Вы просто посмотрите, что на наших телеканалах показывается – где музыка? Что за эти полвека нового построено? Что создано в области искусства? Поколение ваших дедушек за десять лет ликвидировало неграмотность. Сейчас для вас непонятно: как это – неграмотность? Но моя мама умерла, не умея расписываться. А я вспоминаю то время – ликбезы, люди учились. И за каких-то двадцать лет построили целое государство. Тысячи заводов, электростанций! Сейчас же эти тысячи разрушаются.
Сейчас все гонятся за деньгами.
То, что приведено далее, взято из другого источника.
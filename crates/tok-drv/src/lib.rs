//! tok-drv - Tokenizer Driver
//!
//! Thin command-line wrapper around tok-scan: read a file, tokenize it, and
//! print one `KIND{text}` line per token.

use std::env;
use std::path::PathBuf;

use anyhow::{anyhow, Context, Result};
use tok_scan::Scanner;

/// Configuration for the driver.
#[derive(Debug, Clone, Default)]
pub struct Config {
    pub input_file: Option<PathBuf>,
    pub verbose: bool,
    pub help: bool,
    pub version: bool,
}

/// Parse command line arguments.
pub fn parse_args() -> Result<Config, String> {
    parse_args_from(env::args().skip(1))
}

fn parse_args_from(args: impl Iterator<Item = String>) -> Result<Config, String> {
    let mut config = Config::default();

    for arg in args {
        if arg == "--help" || arg == "-h" {
            config.help = true;
            return Ok(config);
        } else if arg == "--version" || arg == "-V" {
            config.version = true;
            return Ok(config);
        } else if arg == "--verbose" || arg == "-v" {
            config.verbose = true;
        } else if arg.starts_with('-') {
            return Err(format!("Unknown option: {}", arg));
        } else if config.input_file.is_some() {
            return Err(format!("Unexpected extra argument: {}", arg));
        } else {
            config.input_file = Some(PathBuf::from(arg));
        }
    }

    Ok(config)
}

/// Print help message.
pub fn print_help() {
    println!("Tok Tokenizer v{}", env!("CARGO_PKG_VERSION"));
    println!();
    println!("Usage: tok [OPTIONS] <input file>");
    println!();
    println!("Options:");
    println!("  -h, --help           Print this help message");
    println!("  -V, --version        Print version information");
    println!("  -v, --verbose        Enable verbose output");
    println!();
    println!("Examples:");
    println!("  tok input.txt        Tokenize input.txt and print the tokens");
    println!("  tok -v input.txt     Tokenize with verbose output");
}

/// Print version.
pub fn print_version() {
    println!("tok {}", env!("CARGO_PKG_VERSION"));
}

/// Runs the driver: parse arguments, read the input file, tokenize, print.
pub fn run() -> Result<()> {
    let config = parse_args().map_err(|e| anyhow!(e))?;

    if config.help {
        print_help();
        return Ok(());
    }

    if config.version {
        print_version();
        return Ok(());
    }

    let path = config
        .input_file
        .ok_or_else(|| anyhow!("no input file provided"))?;

    let source = std::fs::read_to_string(&path)
        .with_context(|| format!("failed to read {}", path.display()))?;

    if config.verbose {
        eprintln!("[verbose] Scanning: {}", path.display());
    }

    let mut scanner = Scanner::new(&source);
    let tokens = scanner.tokenize()?;

    if config.verbose {
        eprintln!("[verbose] {} tokens", tokens.len());
    }

    for token in &tokens {
        println!("{}", token);
    }

    Ok(())
}
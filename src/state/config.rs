//! Configuration.
//!
//! Every field has a default, so a JSON document only needs the values it
//! wants to override.

use chrono::Duration;
use serde::{Deserialize, Serialize};

/// Storage key for the live snapshot.
pub const DEFAULT_STORAGE_KEY: &str = "match-queue-data";

/// Keys left behind by older layouts, evicted when storage is full.
pub const LEGACY_STORAGE_KEYS: &[&str] = &["match-queue", "match-queue-v1", "match-queue-current-match"];

/// Snapshots older than this are discarded on load (24 hours).
pub const DEFAULT_MAX_SNAPSHOT_AGE_HOURS: u32 = 24;

/// Backups older than this are removed by cleanup (7 days).
pub const DEFAULT_BACKUP_RETENTION_DAYS: u32 = 7;

/// Quiet period before a pending save is written (500 ms).
pub const DEFAULT_AUTOSAVE_DELAY_MS: u32 = 500;

/// Snapshot format version written by this crate.
pub const SNAPSHOT_VERSION: &str = "1.0";

/// Snapshot storage settings.
#[derive(Debug, Clone, PartialEq, Eq, Serialize, Deserialize)]
#[serde(default, rename_all = "camelCase")]
pub struct StorageConfig {
    pub key: String,
    pub legacy_keys: Vec<String>,
    pub max_age_hours: u32,
    pub backup_retention_days: u32,
    pub version: String,
}

impl Default for StorageConfig {
    fn default() -> Self {
        Self {
            key: DEFAULT_STORAGE_KEY.to_string(),
            legacy_keys: LEGACY_STORAGE_KEYS.iter().map(|k| k.to_string()).collect(),
            max_age_hours: DEFAULT_MAX_SNAPSHOT_AGE_HOURS,
            backup_retention_days: DEFAULT_BACKUP_RETENTION_DAYS,
            version: SNAPSHOT_VERSION.to_string(),
        }
    }
}

impl StorageConfig {
    pub fn max_age(&self) -> Duration {
        Duration::hours(i64::from(self.max_age_hours))
    }

    pub fn backup_retention(&self) -> Duration {
        Duration::days(i64::from(self.backup_retention_days))
    }

    /// Prefix shared by every backup key.
    pub fn backup_prefix(&self) -> String {
        format!("{}-backup-", self.key)
    }
}

/// Top-level settings.
#[derive(Debug, Clone, PartialEq, Eq, Serialize, Deserialize)]
#[serde(default, rename_all = "camelCase")]
pub struct QueueConfig {
    pub storage: StorageConfig,
    pub autosave_delay_ms: u32,
}

impl Default for QueueConfig {
    fn default() -> Self {
        Self {
            storage: StorageConfig::default(),
            autosave_delay_ms: DEFAULT_AUTOSAVE_DELAY_MS,
        }
    }
}

impl QueueConfig {
    pub fn from_json(json: &str) -> Result<Self, serde_json::Error> {
        serde_json::from_str(json)
    }

    pub fn autosave_delay(&self) -> Duration {
        Duration::milliseconds(i64::from(self.autosave_delay_ms))
    }
}

#[cfg(test)]
mod tests {
    use super::*;
    use pretty_assertions::assert_eq;

    #[test]
    fn test_defaults() {
        let config = QueueConfig::default();
        assert_eq!(config.storage.key, DEFAULT_STORAGE_KEY);
        assert_eq!(config.storage.max_age(), Duration::hours(24));
        assert_eq!(config.storage.backup_retention(), Duration::days(7));
        assert_eq!(config.autosave_delay(), Duration::milliseconds(500));
        assert_eq!(config.storage.backup_prefix(), "match-queue-data-backup-");
    }

    #[test]
    fn test_partial_json_overrides() {
        let config = QueueConfig::from_json(
            r#"{"autosaveDelayMs": 50, "storage": {"key": "arcade", "maxAgeHours": 2}}"#,
        )
        .unwrap();

        assert_eq!(config.autosave_delay_ms, 50);
        assert_eq!(config.storage.key, "arcade");
        assert_eq!(config.storage.max_age_hours, 2);
        assert_eq!(config.storage.backup_retention_days, DEFAULT_BACKUP_RETENTION_DAYS);
        assert_eq!(config.storage.version, SNAPSHOT_VERSION);
    }

    #[test]
    fn test_empty_json_is_default() {
        assert_eq!(QueueConfig::from_json("{}").unwrap(), QueueConfig::default());
        assert!(QueueConfig::from_json("42").is_err());
    }
}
Конечно, на художниках это сказывается, и я это воспринимаю очень остро. Разве деньги могут быть целью жизни? Это же средство! Как пуговица – ну оборвалась, израсходовал, пришил новую. А сейчас за деньги все можно купить – и порядочность, и совесть. Поэтому художники ничего не создают. Потому что «художник» – что это такое, как это выразить?
Нами пытаются управлять, это тоже рабство, только другими средствами. Раньше раба за шею привязывали, сейчас – через цены, через влияние власти. Художники, музыканты моего поколения создавали произведения, которые невозможно забыть. Сравните это с тем, что показывают сейчас – прыгают, бегают, ничего не понятно. Все это продумано, так на нас оказывают психологическое влияние. От вас не требуется, чтоб вы поняли. Вас одурачили! Так же, как дикарей опаивают водкой, так и нас сейчас. И мне хочется, чтобы вы, молодые, обратили на это внимание.
Чтобы человек молчал, его надо увлекать, отвлекать, снова увлекать. Но если у нас есть сознание, то давайте все пересмотрим. Я не призываю громить всех, но ведь так нельзя! Ведь все можно изменить, важно только обратить внимание. Ведь не так сложно изменить наше сознание, направить его в верное русло.
Наш разговор был уже почти окончен, Тимофей Алексеевич стал уже одеваться, а я вновь подошел к картине «Проглянуло солнце». И решил поделиться с художником своими впечатлениями:
– Я смотрю на ваши картины, на пейзажи, и мне кажется, будто я смотрю на места, где я уже бывал. И испытываю какие-то знакомые чувства. И мысли приходят в голову. Самые разные.
– Потому что вы сами себя настроили на понимание, – ответил мне Тимофей Алексеевич, – вы душой понимаете. Так и надо смотреть на картины.
Мы пожали друг другу руки и Тимофей Алексеевич уехал. Вечером он наверняка отправится на танцы, как и обычно.